Directions:
Only the number is wanted: how many lines in the material below contain "timestamp".

Records shown:
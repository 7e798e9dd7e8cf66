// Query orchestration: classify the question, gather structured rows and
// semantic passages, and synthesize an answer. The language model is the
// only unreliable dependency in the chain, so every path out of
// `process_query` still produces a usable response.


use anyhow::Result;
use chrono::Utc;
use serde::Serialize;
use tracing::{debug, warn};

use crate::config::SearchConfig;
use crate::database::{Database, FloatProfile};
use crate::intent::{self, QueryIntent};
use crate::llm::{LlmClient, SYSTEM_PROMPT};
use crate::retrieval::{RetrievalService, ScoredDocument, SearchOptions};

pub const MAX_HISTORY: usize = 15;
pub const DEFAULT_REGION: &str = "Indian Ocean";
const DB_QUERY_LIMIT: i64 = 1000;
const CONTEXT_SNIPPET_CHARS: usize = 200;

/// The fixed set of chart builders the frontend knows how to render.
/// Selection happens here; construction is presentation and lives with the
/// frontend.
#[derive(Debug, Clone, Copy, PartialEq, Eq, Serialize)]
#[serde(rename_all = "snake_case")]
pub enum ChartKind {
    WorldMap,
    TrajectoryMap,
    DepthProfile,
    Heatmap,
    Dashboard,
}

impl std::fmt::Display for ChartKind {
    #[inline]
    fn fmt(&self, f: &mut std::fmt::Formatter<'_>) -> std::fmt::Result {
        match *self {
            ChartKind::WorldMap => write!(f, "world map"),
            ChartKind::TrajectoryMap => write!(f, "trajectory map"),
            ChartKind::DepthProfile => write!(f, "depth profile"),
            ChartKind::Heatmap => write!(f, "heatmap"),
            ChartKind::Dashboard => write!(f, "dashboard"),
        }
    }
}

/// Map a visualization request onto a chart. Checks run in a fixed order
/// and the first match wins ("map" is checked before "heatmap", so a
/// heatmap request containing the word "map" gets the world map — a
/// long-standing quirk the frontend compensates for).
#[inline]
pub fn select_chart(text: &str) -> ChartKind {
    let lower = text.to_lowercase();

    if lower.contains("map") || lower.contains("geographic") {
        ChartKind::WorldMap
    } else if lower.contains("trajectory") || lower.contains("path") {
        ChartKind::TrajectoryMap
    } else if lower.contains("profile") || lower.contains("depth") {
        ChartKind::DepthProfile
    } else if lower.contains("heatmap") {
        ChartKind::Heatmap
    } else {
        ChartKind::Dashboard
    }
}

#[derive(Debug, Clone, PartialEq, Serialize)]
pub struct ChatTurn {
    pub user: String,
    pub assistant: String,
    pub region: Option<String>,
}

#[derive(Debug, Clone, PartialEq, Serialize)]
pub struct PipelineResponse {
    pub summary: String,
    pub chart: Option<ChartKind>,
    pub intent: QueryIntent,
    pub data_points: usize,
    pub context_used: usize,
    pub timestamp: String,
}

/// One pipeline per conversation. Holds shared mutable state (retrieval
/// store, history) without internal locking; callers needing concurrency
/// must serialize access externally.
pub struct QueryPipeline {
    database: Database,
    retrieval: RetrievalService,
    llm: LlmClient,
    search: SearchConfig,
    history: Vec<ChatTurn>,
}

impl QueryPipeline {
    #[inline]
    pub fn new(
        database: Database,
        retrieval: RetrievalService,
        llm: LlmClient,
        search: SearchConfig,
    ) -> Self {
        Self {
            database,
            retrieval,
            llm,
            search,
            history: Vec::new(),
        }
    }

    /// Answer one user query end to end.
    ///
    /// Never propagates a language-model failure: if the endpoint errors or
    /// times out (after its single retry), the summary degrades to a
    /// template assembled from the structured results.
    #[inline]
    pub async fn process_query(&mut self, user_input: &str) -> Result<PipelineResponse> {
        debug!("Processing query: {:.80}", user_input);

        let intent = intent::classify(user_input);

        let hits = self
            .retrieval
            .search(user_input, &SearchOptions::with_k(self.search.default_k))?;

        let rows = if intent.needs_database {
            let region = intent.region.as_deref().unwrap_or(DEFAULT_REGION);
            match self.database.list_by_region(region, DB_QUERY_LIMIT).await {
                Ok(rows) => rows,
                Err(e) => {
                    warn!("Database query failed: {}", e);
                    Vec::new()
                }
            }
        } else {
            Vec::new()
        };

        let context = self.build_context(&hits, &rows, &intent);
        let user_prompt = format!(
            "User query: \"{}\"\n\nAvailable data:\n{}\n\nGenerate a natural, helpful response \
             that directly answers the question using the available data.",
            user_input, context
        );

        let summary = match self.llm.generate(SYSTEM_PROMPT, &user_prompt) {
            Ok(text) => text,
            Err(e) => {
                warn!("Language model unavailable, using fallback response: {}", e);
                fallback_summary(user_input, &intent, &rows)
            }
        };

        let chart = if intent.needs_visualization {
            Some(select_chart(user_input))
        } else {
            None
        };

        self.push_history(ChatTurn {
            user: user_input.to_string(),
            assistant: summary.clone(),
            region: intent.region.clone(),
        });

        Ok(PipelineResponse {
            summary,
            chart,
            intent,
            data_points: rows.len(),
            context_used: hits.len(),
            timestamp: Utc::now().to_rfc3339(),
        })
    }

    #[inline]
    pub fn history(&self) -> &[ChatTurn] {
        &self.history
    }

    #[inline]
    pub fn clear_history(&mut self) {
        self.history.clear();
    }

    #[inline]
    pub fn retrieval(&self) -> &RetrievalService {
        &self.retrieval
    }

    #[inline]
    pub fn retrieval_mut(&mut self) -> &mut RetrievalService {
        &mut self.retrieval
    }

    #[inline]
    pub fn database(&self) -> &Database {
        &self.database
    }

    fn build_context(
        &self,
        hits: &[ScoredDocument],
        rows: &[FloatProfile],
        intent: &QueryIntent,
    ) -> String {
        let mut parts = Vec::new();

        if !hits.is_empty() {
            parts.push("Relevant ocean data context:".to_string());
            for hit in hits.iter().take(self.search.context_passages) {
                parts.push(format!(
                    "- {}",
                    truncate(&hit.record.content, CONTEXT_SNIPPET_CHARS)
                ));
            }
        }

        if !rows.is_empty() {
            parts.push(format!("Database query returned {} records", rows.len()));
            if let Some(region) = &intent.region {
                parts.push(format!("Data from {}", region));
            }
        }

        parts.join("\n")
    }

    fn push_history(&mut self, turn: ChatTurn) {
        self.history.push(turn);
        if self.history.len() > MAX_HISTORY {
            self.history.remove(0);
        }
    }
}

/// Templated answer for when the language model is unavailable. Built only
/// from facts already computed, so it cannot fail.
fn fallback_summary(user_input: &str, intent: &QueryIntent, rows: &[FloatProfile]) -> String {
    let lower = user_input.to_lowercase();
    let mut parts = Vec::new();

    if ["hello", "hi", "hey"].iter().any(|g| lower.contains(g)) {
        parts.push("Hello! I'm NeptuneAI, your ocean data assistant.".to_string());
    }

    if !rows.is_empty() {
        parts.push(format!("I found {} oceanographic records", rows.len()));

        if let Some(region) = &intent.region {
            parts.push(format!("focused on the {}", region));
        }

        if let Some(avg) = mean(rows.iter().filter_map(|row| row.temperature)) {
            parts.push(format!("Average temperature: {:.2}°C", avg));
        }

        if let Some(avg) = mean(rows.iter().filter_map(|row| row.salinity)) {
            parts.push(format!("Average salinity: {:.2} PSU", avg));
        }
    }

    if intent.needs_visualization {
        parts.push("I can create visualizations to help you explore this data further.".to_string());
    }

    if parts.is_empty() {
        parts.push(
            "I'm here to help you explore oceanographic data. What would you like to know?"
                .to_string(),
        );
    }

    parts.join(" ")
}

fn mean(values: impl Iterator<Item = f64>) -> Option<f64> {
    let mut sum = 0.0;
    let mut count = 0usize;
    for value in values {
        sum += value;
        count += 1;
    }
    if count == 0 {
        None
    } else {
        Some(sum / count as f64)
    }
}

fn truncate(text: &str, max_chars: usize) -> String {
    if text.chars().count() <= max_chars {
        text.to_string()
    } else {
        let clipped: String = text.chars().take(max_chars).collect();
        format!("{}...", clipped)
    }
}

Answer:
2